▶ _Your task_: Verbatim output of the full listing is required.

▶ _Task input_:
◆ ◆ ◆ ◆ ◆ ◆ ◆

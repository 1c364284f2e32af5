//! Trade records as held by the storage layer.

use std::fmt;
use std::str::FromStr;

use chrono::{DateTime, Utc};
use serde::{Deserialize, Serialize};

use crate::error::ValuationError;
use crate::money::Money;

use super::Symbol;

/// Direction of a trade.
#[derive(Debug, Clone, Copy, PartialEq, Eq, Hash, Serialize, Deserialize)]
#[serde(rename_all = "UPPERCASE")]
pub enum TradeType {
    Buy,
    Sell,
}

impl TradeType {
    pub fn as_str(&self) -> &'static str {
        match self {
            TradeType::Buy => "BUY",
            TradeType::Sell => "SELL",
        }
    }
}

impl FromStr for TradeType {
    type Err = ValuationError;

    fn from_str(s: &str) -> Result<Self, Self::Err> {
        match s.trim().to_uppercase().as_str() {
            "BUY" => Ok(TradeType::Buy),
            "SELL" => Ok(TradeType::Sell),
            other => Err(ValuationError::InvalidInput(format!(
                "unknown trade type {other:?}"
            ))),
        }
    }
}

impl fmt::Display for TradeType {
    fn fmt(&self, f: &mut fmt::Formatter<'_>) -> fmt::Result {
        f.pad(self.as_str())
    }
}

/// Asset class recorded with the trade.
#[derive(Debug, Clone, PartialEq, Eq, Hash, Serialize, Deserialize)]
#[serde(rename_all = "UPPERCASE")]
pub enum AssetType {
    Stock,
    Crypto,
    Forex,
    #[serde(untagged)]
    Other(String),
}

impl AssetType {
    pub fn as_str(&self) -> &str {
        match self {
            AssetType::Stock => "STOCK",
            AssetType::Crypto => "CRYPTO",
            AssetType::Forex => "FOREX",
            AssetType::Other(s) => s,
        }
    }
}

impl FromStr for AssetType {
    type Err = ValuationError;

    fn from_str(s: &str) -> Result<Self, Self::Err> {
        let upper = s.trim().to_uppercase();
        Ok(match upper.as_str() {
            "" => {
                return Err(ValuationError::InvalidInput(
                    "asset type must not be empty".to_string(),
                ))
            }
            "STOCK" => AssetType::Stock,
            "CRYPTO" => AssetType::Crypto,
            "FOREX" => AssetType::Forex,
            _ => AssetType::Other(upper),
        })
    }
}

impl fmt::Display for AssetType {
    fn fmt(&self, f: &mut fmt::Formatter<'_>) -> fmt::Result {
        f.pad(self.as_str())
    }
}

/// A recorded trade owned by one user.
#[derive(Debug, Clone, PartialEq, Serialize, Deserialize)]
pub struct Trade {
    pub id: i64,

    /// Owning user
    pub owner_id: i64,

    pub symbol: Symbol,

    pub asset_type: AssetType,

    pub trade_type: TradeType,

    /// Units traded, up to 8 decimal places
    pub quantity: Money,

    /// Entry price per unit, 2 decimal places
    pub price_per_unit: Money,

    /// quantity x price_per_unit, rounded to 2 places when recorded
    pub total_amount: Money,

    #[serde(default)]
    pub fees: Money,

    #[serde(default)]
    pub notes: Option<String>,

    pub trade_date: DateTime<Utc>,
}

/// Input for recording a new trade.
#[derive(Debug, Clone, Serialize, Deserialize)]
pub struct NewTrade {
    pub symbol: String,
    pub asset_type: String,
    pub trade_type: TradeType,
    pub quantity: Money,
    pub price_per_unit: Money,
    #[serde(default)]
    pub fees: Option<Money>,
    #[serde(default)]
    pub notes: Option<String>,
    #[serde(default)]
    pub trade_date: Option<DateTime<Utc>>,
}

/// A [`NewTrade`] that passed validation, with normalized scales.
#[derive(Debug, Clone, PartialEq)]
pub struct ValidatedTrade {
    pub symbol: Symbol,
    pub asset_type: AssetType,
    pub trade_type: TradeType,
    pub quantity: Money,
    pub price_per_unit: Money,
    pub total_amount: Money,
    pub fees: Money,
    pub notes: Option<String>,
    pub trade_date: DateTime<Utc>,
}

impl NewTrade {
    pub fn validate(&self) -> Result<ValidatedTrade, ValuationError> {
        let symbol = Symbol::parse(&self.symbol)?;
        let asset_type = AssetType::from_str(&self.asset_type)?;

        let quantity = self.quantity.rescale(Money::QUANTITY_SCALE);
        if !quantity.is_positive() {
            return Err(ValuationError::InvalidInput(format!(
                "quantity must be positive, got {}",
                self.quantity
            )));
        }

        let price_per_unit = self.price_per_unit.rescale(Money::CURRENCY_SCALE);
        if !price_per_unit.is_positive() {
            return Err(ValuationError::InvalidInput(format!(
                "price must be positive, got {}",
                self.price_per_unit
            )));
        }

        let fees = self
            .fees
            .unwrap_or(Money::ZERO)
            .rescale(Money::CURRENCY_SCALE);
        if fees.is_negative() {
            return Err(ValuationError::InvalidInput(format!(
                "fees must not be negative, got {fees}"
            )));
        }

        let total_amount = quantity
            .checked_mul(price_per_unit)
            .ok_or_else(|| ValuationError::InvalidInput("trade amount overflows".to_string()))?
            .round_currency();

        let notes = self
            .notes
            .as_ref()
            .map(|n| n.trim().to_string())
            .filter(|n| !n.is_empty());

        Ok(ValidatedTrade {
            symbol,
            asset_type,
            trade_type: self.trade_type,
            quantity,
            price_per_unit,
            total_amount,
            fees,
            notes,
            trade_date: self.trade_date.unwrap_or_else(Utc::now),
        })
    }
}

◆ ◆ ◆ ◆ ◆ ◆ ◆

▶ _Task answer_:
repository 1c364284f2e32af5
//! Trade records as held by the storage layer.

use std::fmt;
use std::str::FromStr;

use chrono::{DateTime, Utc};
use serde::{Deserialize, Serialize};

use crate::error::ValuationError;
use crate::money::Money;

use super::Symbol;

/// Direction of a trade.
#[derive(Debug, Clone, Copy, PartialEq, Eq, Hash, Serialize, Deserialize)]
#[serde(rename_all = "UPPERCASE")]
pub enum TradeType {
    Buy,
    Sell,
}

impl TradeType {
    pub fn as_str(&self) -> &'static str {
        match self {
            TradeType::Buy => "BUY",
            TradeType::Sell => "SELL",
        }
    }
}

impl FromStr for TradeType {
    type Err = ValuationError;

    fn from_str(s: &str) -> Result<Self, Self::Err> {
        match s.trim().to_uppercase().as_str() {
            "BUY" => Ok(TradeType::Buy),
            "SELL" => Ok(TradeType::Sell),
            other => Err(ValuationError::InvalidInput(format!(
                "unknown trade type {other:?}"
            ))),
        }
    }
}

impl fmt::Display for TradeType {
    fn fmt(&self, f: &mut fmt::Formatter<'_>) -> fmt::Result {
        f.pad(self.as_str())
    }
}

/// Asset class recorded with the trade.
#[derive(Debug, Clone, PartialEq, Eq, Hash, Serialize, Deserialize)]
#[serde(rename_all = "UPPERCASE")]
pub enum AssetType {
    Stock,
    Crypto,
    Forex,
    #[serde(untagged)]
    Other(String),
}

impl AssetType {
    pub fn as_str(&self) -> &str {
        match self {
            AssetType::Stock => "STOCK",
            AssetType::Crypto => "CRYPTO",
            AssetType::Forex => "FOREX",
            AssetType::Other(s) => s,
        }
    }
}

impl FromStr for AssetType {
    type Err = ValuationError;

    fn from_str(s: &str) -> Result<Self, Self::Err> {
        let upper = s.trim().to_uppercase();
        Ok(match upper.as_str() {
            "" => {
                return Err(ValuationError::InvalidInput(
                    "asset type must not be empty".to_string(),
                ))
            }
            "STOCK" => AssetType::Stock,
            "CRYPTO" => AssetType::Crypto,
            "FOREX" => AssetType::Forex,
            _ => AssetType::Other(upper),
        })
    }
}

impl fmt::Display for AssetType {
    fn fmt(&self, f: &mut fmt::Formatter<'_>) -> fmt::Result {
        f.pad(self.as_str())
    }
}

/// A recorded trade owned by one user.
#[derive(Debug, Clone, PartialEq, Serialize, Deserialize)]
pub struct Trade {
    pub id: i64,

    /// Owning user
    pub owner_id: i64,

    pub symbol: Symbol,

    pub asset_type: AssetType,

    pub trade_type: TradeType,

    /// Units traded, up to 8 decimal places
    pub quantity: Money,

    /// Entry price per unit, 2 decimal places
    pub price_per_unit: Money,

    /// quantity x price_per_unit, rounded to 2 places when recorded
    pub total_amount: Money,

    #[serde(default)]
    pub fees: Money,

    #[serde(default)]
    pub notes: Option<String>,

    pub trade_date: DateTime<Utc>,
}

/// Input for recording a new trade.
#[derive(Debug, Clone, Serialize, Deserialize)]
pub struct NewTrade {
    pub symbol: String,
    pub asset_type: String,
    pub trade_type: TradeType,
    pub quantity: Money,
    pub price_per_unit: Money,
    #[serde(default)]
    pub fees: Option<Money>,
    #[serde(default)]
    pub notes: Option<String>,
    #[serde(default)]
    pub trade_date: Option<DateTime<Utc>>,
}

/// A [`NewTrade`] that passed validation, with normalized scales.
#[derive(Debug, Clone, PartialEq)]
pub struct ValidatedTrade {
    pub symbol: Symbol,
    pub asset_type: AssetType,
    pub trade_type: TradeType,
    pub quantity: Money,
    pub price_per_unit: Money,
    pub total_amount: Money,
    pub fees: Money,
    pub notes: Option<String>,
    pub trade_date: DateTime<Utc>,
}

impl NewTrade {
    pub fn validate(&self) -> Result<ValidatedTrade, ValuationError> {
        let symbol = Symbol::parse(&self.symbol)?;
        let asset_type = AssetType::from_str(&self.asset_type)?;

        let quantity = self.quantity.rescale(Money::QUANTITY_SCALE);
        if !quantity.is_positive() {
            return Err(ValuationError::InvalidInput(format!(
                "quantity must be positive, got {}",
                self.quantity
            )));
        }

        let price_per_unit = self.price_per_unit.rescale(Money::CURRENCY_SCALE);
        if !price_per_unit.is_positive() {
            return Err(ValuationError::InvalidInput(format!(
                "price must be positive, got {}",
                self.price_per_unit
            )));
        }

        let fees = self
            .fees
            .unwrap_or(Money::ZERO)
            .rescale(Money::CURRENCY_SCALE);
        if fees.is_negative() {
            return Err(ValuationError::InvalidInput(format!(
                "fees must not be negative, got {fees}"
            )));
        }

        let total_amount = quantity
            .checked_mul(price_per_unit)
            .ok_or_else(|| ValuationError::InvalidInput("trade amount overflows".to_string()))?
            .round_currency();

        let notes = self
            .notes
            .as_ref()
            .map(|n| n.trim().to_string())
            .filter(|n| !n.is_empty());

        Ok(ValidatedTrade {
            symbol,
            asset_type,
            trade_type: self.trade_type,
            quantity,
            price_per_unit,
            total_amount,
            fees,
            notes,
            trade_date: self.trade_date.unwrap_or_else(Utc::now),
        })
    }
}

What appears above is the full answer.